On a political level, creative solutions are also being developed. “A few months ago, a bill was submitted to the US Congress that aims to revisit the business model,” Beirnaert continues. “In the current market, the pharmaceutical industry is under pressure to sell as many doses as possible, to increase their revenue. This conflicts with our need to use last resort antibiotics sparsely, to prevent the spread of resistance. In this new business model, companies could get a fixed fee in exchange for a set number of doses, giving them commercial security.”
Finally, the clinical development of new therapies is stimulated by increased funding. “Private investors also strongly believe in the potential of new antimicrobials,” Beirnaert states. “Our company is backed by a very reputable syndicate of investors. In addition, new specific initiatives arise; Novo Holdings has set up the REPAIR fund, dedicated to companies that offer ways of combatting Gram-negative bacteria. With a total budget of €145 million, they are acknowledging the severity of the issue, as well as the commercial potential. Finally, companies like Polyphor and Entasis have become listed on the stock market, attracting public funding.”

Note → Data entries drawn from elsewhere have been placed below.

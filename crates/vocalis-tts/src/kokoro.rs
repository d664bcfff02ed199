//! Kokoro-82M exported to ONNX

use std::path::PathBuf;
use std::sync::Arc;
use std::time::Instant;

use anyhow::Context;
use serde::Serialize;
use tracing::info;
use vocalis_core::{FamilyConfig, InferenceOptions, ModelLoader, ModelManager, ModelMetadata, ModelTask};
use vocalis_models::{
    find_file, require_file, AuxiliaryAsset, CachedRepo, CatalogClient, FamilyExecutor, HubCache,
    HubRegistry, MappedWeights, ModelCard, ModelError, ModelFamily, ModelFilter, ModelRegistry,
    RemoteModel,
};

use crate::error::TtsError;
use crate::voice::{SpeechModel, Voice};

pub const LIBRARY_NAME: &str = "onnx";
pub const SAMPLE_RATE: u32 = 24000;
const TASK: ModelTask = ModelTask::TextToSpeech;
const TAGS: [&str; 2] = ["speaches", "kokoro"];

/// Original upstream repo; it ships no `voices.bin`
pub const LEGACY_MODEL_ID: &str = "hexgrad/Kokoro-82M";
pub const LEGACY_VOICES_URL: &str =
    "https://github.com/thewh1teagle/kokoro-onnx/releases/download/model-files/voices.bin";

/// Accepted weight file names, in lookup order
const MODEL_FILES: [&str; 3] = ["model.onnx", "kokoro-v1.0.onnx", "kokoro-v0_19.onnx"];
const VOICES_FILE: &str = "voices.bin";

const ALLOW_PATTERNS: &[&str] = &[
    "model.onnx",
    "kokoro-v1.0.onnx",
    "kokoro-v0_19.onnx",
    "voices.bin",
    "README.md",
];

pub const LANGUAGES: [&str; 6] = ["en-us", "en-gb", "fr-fr", "ja", "ko", "cmn"];

pub const VOICE_IDS: [&str; 11] = [
    "af",
    "af_bella",
    "af_sarah",
    "am_adam",
    "am_michael",
    "bf_emma",
    "bf_isabella",
    "bm_george",
    "bm_lewis",
    "af_nicole",
    "af_sky",
];

pub type KokoroRegistry = HubRegistry<KokoroFamily>;
pub type KokoroExecutor = FamilyExecutor<KokoroRegistry, KokoroLoader>;

/// Accent of a voice id: `a*` American, `b*` British
fn voice_language(voice_id: &str) -> &'static str {
    match voice_id.chars().next() {
        Some('b') => "en-gb",
        _ => "en-us",
    }
}

pub fn voices() -> Vec<Voice> {
    VOICE_IDS
        .iter()
        .map(|id| Voice {
            name: id.to_string(),
            language: voice_language(id).to_string(),
        })
        .collect()
}

fn speech_model(metadata: ModelMetadata) -> SpeechModel {
    SpeechModel {
        metadata,
        sample_rate: SAMPLE_RATE,
        voices: voices(),
    }
}

/// Kokoro model files
#[derive(Debug, Clone, PartialEq, Eq, Serialize)]
pub struct KokoroFiles {
    pub model: PathBuf,
    pub voices: PathBuf,
}

pub struct KokoroFamily {
    filter: ModelFilter,
}

impl Default for KokoroFamily {
    fn default() -> Self {
        Self {
            filter: ModelFilter::new().library(LIBRARY_NAME).task(TASK).tags(TAGS),
        }
    }
}

impl ModelFamily for KokoroFamily {
    type Model = SpeechModel;
    type Files = KokoroFiles;

    fn name(&self) -> &'static str {
        "kokoro"
    }

    fn filter(&self) -> &ModelFilter {
        &self.filter
    }

    fn allow_patterns(&self) -> &[&'static str] {
        ALLOW_PATTERNS
    }

    fn auxiliary_assets(&self, model_id: &str) -> Vec<AuxiliaryAsset> {
        if model_id != LEGACY_MODEL_ID {
            return Vec::new();
        }
        vec![AuxiliaryAsset {
            filename: VOICES_FILE.to_string(),
            url: LEGACY_VOICES_URL.to_string(),
        }]
    }

    fn remote_metadata(&self, model: &RemoteModel) -> Option<SpeechModel> {
        model.metadata(TASK).map(speech_model)
    }

    fn local_metadata(&self, repo: &CachedRepo, card: &ModelCard) -> Option<SpeechModel> {
        Some(speech_model(repo.metadata(card, TASK)))
    }

    fn resolve_files(&self, model_id: &str, files: &[PathBuf]) -> Result<KokoroFiles, ModelError> {
        let model = MODEL_FILES
            .iter()
            .find_map(|name| find_file(files, name))
            .ok_or_else(|| {
                ModelError::ModelNotFound(format!("{model_id} (missing {})", MODEL_FILES.join(" or ")))
            })?;
        Ok(KokoroFiles {
            model,
            voices: require_file(files, model_id, VOICES_FILE)?,
        })
    }
}

/// A loaded Kokoro model
#[derive(Debug)]
pub struct KokoroModel {
    model_id: String,
    files: KokoroFiles,
    weights: MappedWeights,
    voice_table: MappedWeights,
    options: InferenceOptions,
}

impl KokoroModel {
    pub fn model_id(&self) -> &str {
        &self.model_id
    }

    pub fn files(&self) -> &KokoroFiles {
        &self.files
    }

    pub fn weights(&self) -> &MappedWeights {
        &self.weights
    }

    /// Raw voice style table (`voices.bin`)
    pub fn voice_table(&self) -> &MappedWeights {
        &self.voice_table
    }

    pub fn options(&self) -> &InferenceOptions {
        &self.options
    }

    pub fn sample_rate(&self) -> u32 {
        SAMPLE_RATE
    }

    pub fn check_voice(&self, voice: &str) -> Result<(), TtsError> {
        if VOICE_IDS.contains(&voice) {
            Ok(())
        } else {
            Err(TtsError::UnknownVoice(voice.to_string()))
        }
    }

    /// Phonemizer language, normalized to lower case
    pub fn check_language(&self, language: &str) -> Result<String, TtsError> {
        let language = language.to_ascii_lowercase().replace('_', "-");
        if LANGUAGES.contains(&language.as_str()) {
            Ok(language)
        } else {
            Err(TtsError::UnsupportedLanguage(language))
        }
    }
}

pub struct KokoroLoader {
    registry: Arc<KokoroRegistry>,
    options: InferenceOptions,
}

impl KokoroLoader {
    pub fn new(registry: Arc<KokoroRegistry>, options: InferenceOptions) -> Self {
        Self { registry, options }
    }
}

impl ModelLoader for KokoroLoader {
    type Model = KokoroModel;

    fn load(&self, model_id: &str) -> anyhow::Result<KokoroModel> {
        let start = Instant::now();
        let files = self.registry.resolve_files(model_id)?;
        let weights = MappedWeights::open(&files.model)
            .with_context(|| format!("failed to map {}", files.model.display()))?;
        let voice_table = MappedWeights::open(&files.voices)
            .with_context(|| format!("failed to map {}", files.voices.display()))?;

        info!(
            "Loaded Kokoro model {} on {} in {:.2}s",
            model_id,
            self.options.device,
            start.elapsed().as_secs_f64()
        );
        Ok(KokoroModel {
            model_id: model_id.to_string(),
            files,
            weights,
            voice_table,
            options: self.options,
        })
    }
}

/// Registry and manager for Kokoro models
pub fn kokoro_executor(cache: HubCache, catalog: CatalogClient, config: &FamilyConfig) -> KokoroExecutor {
    let registry = Arc::new(HubRegistry::new(KokoroFamily::default(), cache, catalog));
    let loader = KokoroLoader::new(Arc::clone(&registry), config.inference_options());
    FamilyExecutor::new(registry, ModelManager::new(loader, config.ttl))
}

#[cfg(test)]
mod tests {
    use super::*;
    use std::fs;
    use std::path::Path;
    use vocalis_core::Ttl;

    const CARD: &str = "---\nlibrary_name: onnx\npipeline_tag: text-to-speech\ntags:\n- speaches\n- kokoro\nlanguage: multilingual\n---\n";

    fn cache_repo(root: &Path, model_id: &str, files: &[(&str, &str)]) -> PathBuf {
        let repo = root.join(format!("models--{}", model_id.replace('/', "--")));
        let snapshot = repo.join("snapshots").join("beef");
        fs::create_dir_all(&snapshot).unwrap();
        fs::create_dir_all(repo.join("refs")).unwrap();
        fs::write(repo.join("refs").join("main"), "beef").unwrap();
        fs::write(snapshot.join("README.md"), CARD).unwrap();
        for (name, content) in files {
            fs::write(snapshot.join(name), content).unwrap();
        }
        snapshot
    }

    fn executor(root: &Path) -> KokoroExecutor {
        kokoro_executor(
            HubCache::new(root),
            CatalogClient::new("http://127.0.0.1:9", None).unwrap(),
            &FamilyConfig {
                ttl: Ttl::Never,
                ..FamilyConfig::default()
            },
        )
    }

    #[test]
    fn test_voice_list() {
        let voices = voices();
        assert_eq!(voices.len(), 11);
        assert_eq!(voices[0].name, "af");
        assert_eq!(voices[0].language, "en-us");
        let emma = voices.iter().find(|v| v.name == "bf_emma").unwrap();
        assert_eq!(emma.language, "en-gb");
    }

    #[test]
    fn test_voices_asset_only_for_legacy_repo() {
        let family = KokoroFamily::default();
        assert!(family.auxiliary_assets("speaches-ai/Kokoro-82M-v1.0-ONNX").is_empty());

        let assets = family.auxiliary_assets(LEGACY_MODEL_ID);
        assert_eq!(assets.len(), 1);
        assert_eq!(assets[0].filename, "voices.bin");
        assert_eq!(assets[0].url, LEGACY_VOICES_URL);
    }

    #[test]
    fn test_resolve_alternate_model_names() {
        let dir = tempfile::tempdir().unwrap();
        let snapshot = cache_repo(
            dir.path(),
            "speaches-ai/Kokoro-82M-v1.0-ONNX",
            &[("kokoro-v1.0.onnx", "onnx"), ("voices.bin", "voices")],
        );
        cache_repo(dir.path(), "speaches-ai/Kokoro-82M-v1.0-ONNX-int8", &[("voices.bin", "v")]);
        let executor = executor(dir.path());

        let files = executor
            .registry()
            .resolve_files("speaches-ai/Kokoro-82M-v1.0-ONNX")
            .unwrap();
        assert_eq!(files.model, snapshot.join("kokoro-v1.0.onnx"));
        assert_eq!(files.voices, snapshot.join("voices.bin"));

        let err = executor
            .registry()
            .resolve_files("speaches-ai/Kokoro-82M-v1.0-ONNX-int8")
            .unwrap_err();
        assert!(err.is_not_found());
    }

    #[test]
    fn test_local_metadata() {
        let dir = tempfile::tempdir().unwrap();
        cache_repo(
            dir.path(),
            "speaches-ai/Kokoro-82M-v1.0-ONNX",
            &[("model.onnx", "onnx"), ("voices.bin", "voices")],
        );
        let models = executor(dir.path()).list_local();
        assert_eq!(models.len(), 1);
        assert_eq!(models[0].sample_rate, 24000);
        assert_eq!(models[0].voices.len(), VOICE_IDS.len());
        assert_eq!(models[0].metadata.language, vec!["multilingual"]);
    }

    #[tokio::test]
    async fn test_load_and_validate_requests() {
        let dir = tempfile::tempdir().unwrap();
        cache_repo(
            dir.path(),
            "speaches-ai/Kokoro-82M-v1.0-ONNX",
            &[("model.onnx", "onnx"), ("voices.bin", "voices")],
        );
        let executor = executor(dir.path());

        let model = executor.acquire("speaches-ai/Kokoro-82M-v1.0-ONNX").await.unwrap();
        assert_eq!(model.voice_table().as_bytes(), b"voices");
        assert_eq!(model.sample_rate(), 24000);
        assert!(model.check_voice("af_sky").is_ok());
        assert!(matches!(model.check_voice("zz"), Err(TtsError::UnknownVoice(_))));
        assert_eq!(model.check_language("EN_US").unwrap(), "en-us");
        assert!(model.check_language("de").is_err());
        drop(model);

        executor.unload("speaches-ai/Kokoro-82M-v1.0-ONNX").unwrap();
        assert!(executor.loaded_models().is_empty());
    }
}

Aelin Therapeutics has attracted the interest of reputable investors, securing €27 million in a Series A financing round. The proceeds will be used to bring the Pept-in™ technology into the clinic. “The goal is to set up a Phase I study within 5 years,” Beirnaert says. “Naturally, we want to get this potential life-saving therapy to the patient as fast as possible, but there is still work to be done.”